Thomas was born in Houston, Texas, United States, and displayed an early talent for blues playing and composition. He was one of several musicians in his family. His brother George Washington Thomas was also a skilled piano player and composer, while his sister Sippie Wallace and niece Hociel Thomas were singers of note.

Though he died at a young age, Thomas was nonetheless an influence on the Chicago boogie woogie school of pianists. Albert Ammons and Meade Lux Lewis both cited him as an influence. His most famous track was "Suitcase Blues" (8958-A Okeh 8227), which was issued on CD in 1992 as part of the box set, Roots 'N Blues: The Retrospective. The Thomas brothers also co-wrote "The Fives", which Ammons and Lewis cited as an essential boogie-woogie number.
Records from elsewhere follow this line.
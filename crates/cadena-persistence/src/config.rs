//! Configuración de conexión vía variables de entorno.
//! Convención `DATABASE_URL` más parámetros opcionales del pool.

use dotenvy::dotenv;
use once_cell::sync::Lazy;
use std::env;

// El archivo .env se carga una sola vez, la primera vez que alguien lo pide.
static DOTENV_LOADED: Lazy<()> = Lazy::new(|| {
    let _ = dotenv();
});

#[derive(Debug, Clone)]
pub struct DbConfig {
    pub url: String,
    pub min_connections: u32,
    pub max_connections: u32,
}

impl DbConfig {
    pub fn from_env() -> Self {
        Lazy::force(&DOTENV_LOADED);
        let url = env::var("DATABASE_URL").expect("DATABASE_URL no definido");
        let min_connections = env::var("DATABASE_MIN_CONNECTIONS").ok()
                                                                  .and_then(|v| v.parse().ok())
                                                                  .unwrap_or(2);
        let max_connections = env::var("DATABASE_MAX_CONNECTIONS").ok()
                                                                  .and_then(|v| v.parse().ok())
                                                                  .unwrap_or(16);
        Self { url, min_connections, max_connections }
    }
}

/// Carga temprana de .env para aplicaciones externas que lo necesiten.
pub fn init_dotenv() {
    Lazy::force(&DOTENV_LOADED);
}
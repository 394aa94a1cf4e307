use chrono::{DateTime, Utc};
use serde::{Deserialize, Serialize};

use crate::DomainError;
use std::fmt;
use uuid::Uuid;

/// Estado de un aporte mensual.
///
/// Transiciones válidas:
/// - `Pending` -> `Confirmed` (conciliación de un pago aprobado)
/// - `Pending` -> `Rejected` (pago rechazado)
/// - `Rejected` -> `Confirmed` (re-aprobación; la aprobación manda)
#[derive(Debug, Clone, Copy, PartialEq, Eq, Serialize, Deserialize)]
pub enum ContributionStatus {
    Pending,
    Confirmed,
    Rejected,
}

impl ContributionStatus {
    pub fn allows(self, next: ContributionStatus) -> bool {
        matches!((self, next),
                 (ContributionStatus::Pending, ContributionStatus::Confirmed)
                 | (ContributionStatus::Pending, ContributionStatus::Rejected)
                 | (ContributionStatus::Rejected, ContributionStatus::Confirmed))
    }

    pub fn as_str(self) -> &'static str {
        match self {
            ContributionStatus::Pending => "pending",
            ContributionStatus::Confirmed => "confirmed",
            ContributionStatus::Rejected => "rejected",
        }
    }

    pub fn parse(s: &str) -> Result<Self, DomainError> {
        match s {
            "pending" => Ok(ContributionStatus::Pending),
            "confirmed" => Ok(ContributionStatus::Confirmed),
            "rejected" => Ok(ContributionStatus::Rejected),
            other => Err(DomainError::Validation(format!("estado de aporte desconocido: {other}"))),
        }
    }
}

impl fmt::Display for ContributionStatus {
    fn fmt(&self, f: &mut fmt::Formatter<'_>) -> fmt::Result {
        f.write_str(self.as_str())
    }
}

/// Obligación de aporte de un miembro para un período. El planificador las
/// siembra en bloque como `Pending`; solo el conciliador de pagos escribe
/// `Confirmed`.
#[derive(Debug, Clone, PartialEq, Eq, Serialize, Deserialize)]
pub struct Contribution {
    id: Uuid,
    user_id: Uuid,
    group_id: Uuid,
    period: String,
    amount_cents: i64,
    status: ContributionStatus,
    settled_at: Option<DateTime<Utc>>,
    created_at: DateTime<Utc>,
}

impl Contribution {
    pub fn new(user_id: Uuid, group_id: Uuid, period: impl Into<String>, amount_cents: i64) -> Result<Self, DomainError> {
        Self::build(user_id, group_id, period, amount_cents, ContributionStatus::Pending, None)
    }

    /// Aporte nacido confirmado: la aprobación llegó antes de la siembra del
    /// período y no debe perderse.
    pub fn new_confirmed(user_id: Uuid,
                         group_id: Uuid,
                         period: impl Into<String>,
                         amount_cents: i64,
                         settled_at: DateTime<Utc>)
                         -> Result<Self, DomainError> {
        Self::build(user_id, group_id, period, amount_cents, ContributionStatus::Confirmed, Some(settled_at))
    }

    fn build(user_id: Uuid,
             group_id: Uuid,
             period: impl Into<String>,
             amount_cents: i64,
             status: ContributionStatus,
             settled_at: Option<DateTime<Utc>>)
             -> Result<Self, DomainError> {
        let period = period.into();
        if amount_cents <= 0 {
            return Err(DomainError::Validation(format!("monto de aporte inválido: {amount_cents}")));
        }
        if period.trim().is_empty() {
            return Err(DomainError::Validation("período de aporte vacío".to_string()));
        }
        Ok(Contribution { id: Uuid::new_v4(),
                          user_id,
                          group_id,
                          period,
                          amount_cents,
                          status,
                          settled_at,
                          created_at: Utc::now() })
    }

    #[allow(clippy::too_many_arguments)]
    pub fn restore(id: Uuid,
                   user_id: Uuid,
                   group_id: Uuid,
                   period: String,
                   amount_cents: i64,
                   status: ContributionStatus,
                   settled_at: Option<DateTime<Utc>>,
                   created_at: DateTime<Utc>)
                   -> Result<Self, DomainError> {
        let mut c = Self::build(user_id, group_id, period, amount_cents, status, settled_at)?;
        c.id = id;
        c.created_at = created_at;
        Ok(c)
    }

    fn transition(&mut self, next: ContributionStatus) -> Result<(), DomainError> {
        if !self.status.allows(next) {
            return Err(DomainError::InvalidTransition { entity: "contribution",
                                                        from: self.status.as_str(),
                                                        to: next.as_str() });
        }
        self.status = next;
        Ok(())
    }

    /// Liquida el aporte con la hora de aprobación.
    pub fn confirm(&mut self, settled_at: DateTime<Utc>) -> Result<(), DomainError> {
        self.transition(ContributionStatus::Confirmed)?;
        self.settled_at = Some(settled_at);
        Ok(())
    }

    pub fn reject(&mut self) -> Result<(), DomainError> {
        self.transition(ContributionStatus::Rejected)
    }

    // Getters
    pub fn id(&self) -> Uuid {
        self.id
    }

    pub fn user_id(&self) -> Uuid {
        self.user_id
    }

    pub fn group_id(&self) -> Uuid {
        self.group_id
    }

    pub fn period(&self) -> &str {
        &self.period
    }

    pub fn amount_cents(&self) -> i64 {
        self.amount_cents
    }

    pub fn status(&self) -> ContributionStatus {
        self.status
    }

    pub fn settled_at(&self) -> Option<DateTime<Utc>> {
        self.settled_at
    }

    pub fn created_at(&self) -> DateTime<Utc> {
        self.created_at
    }
}
//! Conciliador de pagos: traduce aprobaciones del flujo externo de pagos a
//! aportes confirmados. Es el único camino hacia `Confirmed`.

use cadena_domain::{Contribution, ContributionStatus};
use chrono::Utc;
use log::debug;
use serde::{Deserialize, Serialize};
use uuid::Uuid;

use crate::errors::CoreError;
use crate::store::CircleStore;

/// Pago aprobado por el flujo externo de revisión de comprobantes.
#[derive(Debug, Clone, PartialEq, Eq, Serialize, Deserialize)]
pub struct ApprovedPayment {
    pub user_id: Uuid,
    pub group_id: Uuid,
    pub period: String,
    pub amount_cents: i64,
}

/// Concilia una aprobación con su aporte.
///
/// - `Pending` o `Rejected` pasa a `Confirmed` con hora de liquidación (la
///   aprobación es la señal de mayor prioridad).
/// - `Confirmed` se devuelve tal cual: re-aprobar es idempotente.
/// - Sin fila previa (la aprobación ganó la carrera a la siembra del
///   planificador) se inserta directamente como `Confirmed`, sin pasar por
///   `Pending`: la aprobación no puede perderse.
pub fn confirm_payment<S>(store: &S, payment: ApprovedPayment) -> Result<Contribution, CoreError>
    where S: CircleStore
{
    store.transaction(|tx| {
             // bajo el lock del grupo: una conciliación que inserta no debe
             // correr a la par de la siembra del planificador
             tx.lock_group(payment.group_id)?.ok_or(CoreError::GroupNotFound(payment.group_id))?;
             match tx.find_contribution(payment.user_id, payment.group_id, &payment.period)? {
                 Some(contribution) if contribution.status() == ContributionStatus::Confirmed => Ok(contribution),
                 Some(mut contribution) => {
                     contribution.confirm(Utc::now())?;
                     tx.update_contribution(&contribution)?;
                     debug!("confirm_payment: aporte {} confirmado", contribution.id());
                     Ok(contribution)
                 }
                 None => {
                     let contribution = Contribution::new_confirmed(payment.user_id,
                                                                    payment.group_id,
                                                                    payment.period.clone(),
                                                                    payment.amount_cents,
                                                                    Utc::now())?;
                     tx.insert_contribution(&contribution)?;
                     debug!("confirm_payment: aprobación adelantada a la siembra, aporte {} nace confirmado",
                            contribution.id());
                     Ok(contribution)
                 }
             }
         })
}

/// Rechaza el aporte pendiente de un período. Rechazar un aporte ya
/// confirmado es una transición inválida y se reporta.
pub fn reject_payment<S>(store: &S, user_id: Uuid, group_id: Uuid, period: &str) -> Result<Contribution, CoreError>
    where S: CircleStore
{
    store.transaction(|tx| {
             let mut contribution =
                 tx.find_contribution(user_id, group_id, period)?
                   .ok_or_else(|| CoreError::ContributionNotFound { user_id,
                                                                    group_id,
                                                                    period: period.to_string() })?;
             if contribution.status() == ContributionStatus::Rejected {
                 return Ok(contribution);
             }
             contribution.reject()?;
             tx.update_contribution(&contribution)?;
             Ok(contribution)
         })
}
Thomas recorded under his own name, and as an accompanist to Hociel Thomas, Sippie Wallace, Lilian Miller and possibly, Sodarisa Miller. In 1926, he recorded a session with Hociel Thomas and Louis Armstrong. The songs recorded on that occasion were "Deep Water Blues" (9519-A Okeh 8297), "Lonesome Hours" (9522-A Okeh 8297), "Listen To Ma" (9521-A Okeh 8346), and "G'wan, I Told You" (9520-A Okeh 8346). The first three are listed as having been composed by "Thomas", though it is not clear if this refers to Hersal or his brother. He also worked in session with King Oliver.

Sippie Wallace recorded seven of his compositions: "A Jealous Woman Like Me", "A Man for Every Day of the Week", "Dead Drunk Blues", "Have You Ever Been Down?", "I Feel Good", "Shorty George Blues" and "Trouble Everywhere I Roam".

Thomas died of food poisoning while working at Penny's Pleasure Inn in Detroit, Michigan. The circumstances of his death, at the age of 19, have never been clarified.